How is not being sure who I'm talking to nothing to do with me? Surely I should know who I am conversing with!

OP posts:
heartsonacake · 06/01/2020 19:41

You are aware they both use the same social media platforms; that is their choice and their right. Nothing to do with you.

As you are aware, you have the right to decide not to converse with them in that way.

No point getting angry about it; you can’t change it and you shouldn’t try to control them under the random no evidence umbrella of abuse.

WeeSleekitTimerousMoosey · 06/01/2020 19:45

Just assume you are talking to both of them if you use social media. If you want to talk privately pick up a phone, text, speak in person. Social media isn't for everyone regardless of age. I don't use it. My husband has a Facebook account which we both occasionally use, and neither of us even has a smart phone. We're in our 40s.

GiveHerHellFromUs · 06/01/2020 20:34

What makes you think it was him? Could she have been cooking dinner and asked him to reply for her?

bluegreygreen · 06/01/2020 21:28

I think it's really quite a leap, and insulting, to suggest that because your Dad uses the same Messenger account as your Mum he is being abusive... particularly as you already knew they shared a Facebook account.

BumbleBeee69 · 06/01/2020 23:06

Surely I should know who I am conversing with

I understand what you mean OP, ignoring the abusive fear.. which you repeatedly explained.. I totally get what your saying... and in reality you have NEVER had a private conversation with your Mum.. despite all these years believing you had.. never knowing that it's not been your Mum that's been replying... that's so wrong... Flowers

2Rebecca · 06/01/2020 23:14

Our emails used to go to the same account on the computer with mine having my first name and his his but in the inbox it wasnt obvious whose was whose.
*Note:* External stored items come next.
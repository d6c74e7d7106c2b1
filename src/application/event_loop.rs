//! # Event Loop
//!
//! Consumes the transport's inbound stream strictly in arrival order,
//! filters for messages addressed to the bot and fans handler replies back
//! out to the originating conversation. Transport-fatal events and ctrl-c
//! are the only ways out.

use anyhow::{Result, anyhow};
use minibot_api::{InboundEvent, Reply, SenderInfo, mention_prefix};

use crate::application::router::CommandRouter;
use crate::domain::traits::{ChatTransport, TransportEvent};

pub struct EventLoop<T: ChatTransport> {
    transport: T,
    router: CommandRouter,
    bot_user_id: String,
}

impl<T: ChatTransport> EventLoop<T> {
    pub fn new(transport: T, router: CommandRouter, bot_user_id: String) -> Self {
        Self {
            transport,
            router,
            bot_user_id,
        }
    }

    /// Run until the transport fails, authentication is rejected, or
    /// ctrl-c. Dispatch failures are logged and answered in-channel; they
    /// never stop the loop.
    pub async fn run(mut self) -> Result<()> {
        let prefix = mention_prefix(&self.bot_user_id);
        loop {
            let event = tokio::select! {
                _ = tokio::signal::ctrl_c() => {
                    tracing::info!("shutdown requested");
                    return Ok(());
                }
                event = self.transport.next_event() => event,
            };
            match event {
                TransportEvent::Connected => tracing::info!("transport connected"),
                TransportEvent::Message(message) => self.handle_message(&prefix, message).await,
                TransportEvent::TransportError(reason) => {
                    return Err(anyhow!("transport failed: {reason}"));
                }
                TransportEvent::InvalidAuth => {
                    return Err(anyhow!("chat service rejected credentials"));
                }
                TransportEvent::Other(kind) => tracing::debug!(kind = %kind, "ignoring event"),
            }
        }
    }

    async fn handle_message(&self, prefix: &str, message: InboundEvent) {
        // Never answer ourselves, and only act on addressed messages.
        if message.sender == self.bot_user_id {
            return;
        }
        if !message.text.starts_with(prefix) {
            return;
        }
        let sender = SenderInfo {
            user_id: message.sender.clone(),
            bot_user_id: self.bot_user_id.clone(),
        };
        match self.router.dispatch(&message, &sender).await {
            Ok(replies) => {
                for reply in replies {
                    self.send(&message.channel, &reply).await;
                }
            }
            Err(err) => {
                tracing::error!(%err, "dispatch failed");
                self.send(&message.channel, &Reply::text(err.user_reply())).await;
            }
        }
    }

    async fn send(&self, channel: &str, reply: &Reply) {
        if let Err(err) = self.transport.send_message(channel, reply).await {
            tracing::error!(channel = %channel, %err, "failed to send reply");
        }
    }
}

#[cfg(test)]
mod tests {
    use super::*;
    use std::collections::VecDeque;
    use std::sync::{Arc, Mutex};
    use std::time::Duration;

    use async_trait::async_trait;
    use minibot_api::{BotContext, Command, CommandMap, Invocation};

    struct EchoCommand;

    #[async_trait]
    impl Command for EchoCommand {
        fn name(&self) -> &str {
            "echo"
        }
        fn usage(&self) -> String {
            "Usage: echo <text>".to_string()
        }
        fn short_desc(&self) -> String {
            "repeats <text> back".to_string()
        }
        fn long_desc(&self) -> String {
            self.short_desc()
        }
        async fn exec(
            &self,
            _ctx: &BotContext,
            inv: Invocation<'_>,
        ) -> anyhow::Result<Vec<Reply>> {
            Ok(vec![Reply::text(inv.args), Reply::text("done")])
        }
    }

    struct FakeTransport {
        events: VecDeque<TransportEvent>,
        sent: Arc<Mutex<Vec<(String, String)>>>,
    }

    #[async_trait]
    impl ChatTransport for FakeTransport {
        async fn next_event(&mut self) -> TransportEvent {
            self.events
                .pop_front()
                .unwrap_or_else(|| TransportEvent::TransportError("script ended".to_string()))
        }

        async fn send_message(&self, channel: &str, reply: &Reply) -> anyhow::Result<()> {
            self.sent
                .lock()
                .unwrap()
                .push((channel.to_string(), reply.text.clone()));
            Ok(())
        }
    }

    fn message(sender: &str, channel: &str, text: &str) -> TransportEvent {
        TransportEvent::Message(InboundEvent {
            sender: sender.to_string(),
            channel: channel.to_string(),
            text: text.to_string(),
        })
    }

    fn event_loop(
        events: Vec<TransportEvent>,
    ) -> (EventLoop<FakeTransport>, Arc<Mutex<Vec<(String, String)>>>) {
        let mut commands = CommandMap::new();
        commands.insert("echo".to_string(), Arc::new(EchoCommand) as _);
        let commands = Arc::new(commands);
        let ctx = BotContext::new();
        ctx.publish_commands(Arc::clone(&commands));
        let router = CommandRouter::new(commands, ctx, Duration::from_secs(1));
        let sent = Arc::new(Mutex::new(Vec::new()));
        let transport = FakeTransport {
            events: events.into(),
            sent: Arc::clone(&sent),
        };
        (EventLoop::new(transport, router, "U1".to_string()), sent)
    }

    #[tokio::test]
    async fn test_replies_fan_out_to_origin_channel() {
        let (event_loop, sent) = event_loop(vec![
            TransportEvent::Connected,
            message("U7", "C9", "<@U1> echo hi"),
        ]);
        assert!(event_loop.run().await.is_err()); // script end is terminal
        let sent = sent.lock().unwrap();
        assert_eq!(
            *sent,
            vec![
                ("C9".to_string(), "hi".to_string()),
                ("C9".to_string(), "done".to_string()),
            ]
        );
    }

    #[tokio::test]
    async fn test_own_messages_ignored_even_if_addressed() {
        let (event_loop, sent) = event_loop(vec![message("U1", "C9", "<@U1> echo hi")]);
        let _ = event_loop.run().await;
        assert!(sent.lock().unwrap().is_empty());
    }

    #[tokio::test]
    async fn test_unaddressed_messages_ignored() {
        let (event_loop, sent) = event_loop(vec![
            message("U7", "C9", "echo hi"),
            message("U7", "C9", "<@U2> echo hi"),
        ]);
        let _ = event_loop.run().await;
        assert!(sent.lock().unwrap().is_empty());
    }

    #[tokio::test]
    async fn test_dispatch_error_replies_and_loop_continues() {
        let (event_loop, sent) = event_loop(vec![
            message("U7", "C9", "<@U1> missing"),
            message("U7", "C9", "<@U1> echo still alive"),
        ]);
        let _ = event_loop.run().await;
        let sent = sent.lock().unwrap();
        assert_eq!(sent[0], ("C9".to_string(), "Command not found: `missing`".to_string()));
        assert_eq!(sent[1], ("C9".to_string(), "still alive".to_string()));
    }

    #[tokio::test]
    async fn test_invalid_auth_is_terminal() {
        let (event_loop, sent) = event_loop(vec![
            TransportEvent::InvalidAuth,
            message("U7", "C9", "<@U1> echo never"),
        ]);
        let err = event_loop.run().await.unwrap_err();
        assert!(err.to_string().contains("credentials"));
        assert!(sent.lock().unwrap().is_empty());
    }

    #[tokio::test]
    async fn test_other_events_are_ignored() {
        let (event_loop, sent) = event_loop(vec![
            TransportEvent::Other("user_typing".to_string()),
            message("U7", "C9", "<@U1> echo ok"),
        ]);
        let _ = event_loop.run().await;
        assert_eq!(sent.lock().unwrap()[0].1, "ok");
    }
}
We now have individual gmail but I have friends who share an account. My dad puts the phone on speaker so I'm never sure how many people are listening when I chat to him. If I want stuff kept private I ask him to turn the speaker off, which usually results in me being cut off as he presses the wrong button.

Purpleartichoke · 07/01/2020 01:45

We got around this a bit by my sister and I buying my mother a cell phone and paying for her plan. If he was home, he still listened to her conversations or interrupted her to get her off the phone, but sometimes she would call while she was out and we would get to have a real chat.

And my father with the shared accounts and the mystery of who was replying, absolutely was abusive.

I definitely suspect abuse in any couple where communication is monitored or restricted like this. It isn’t just generational. I was 18 when email first opened up to the public, though it wasn’t ubiquitous yet. An example, not everyone at my university was issued an email address, I was just in the right program to be one of the lucky few. That means my parents would have been 44, younger than I am now. They were perfectly capable of adapting to new technology and did. They had more than two decades working in a world where computers were a tool they used all day every day.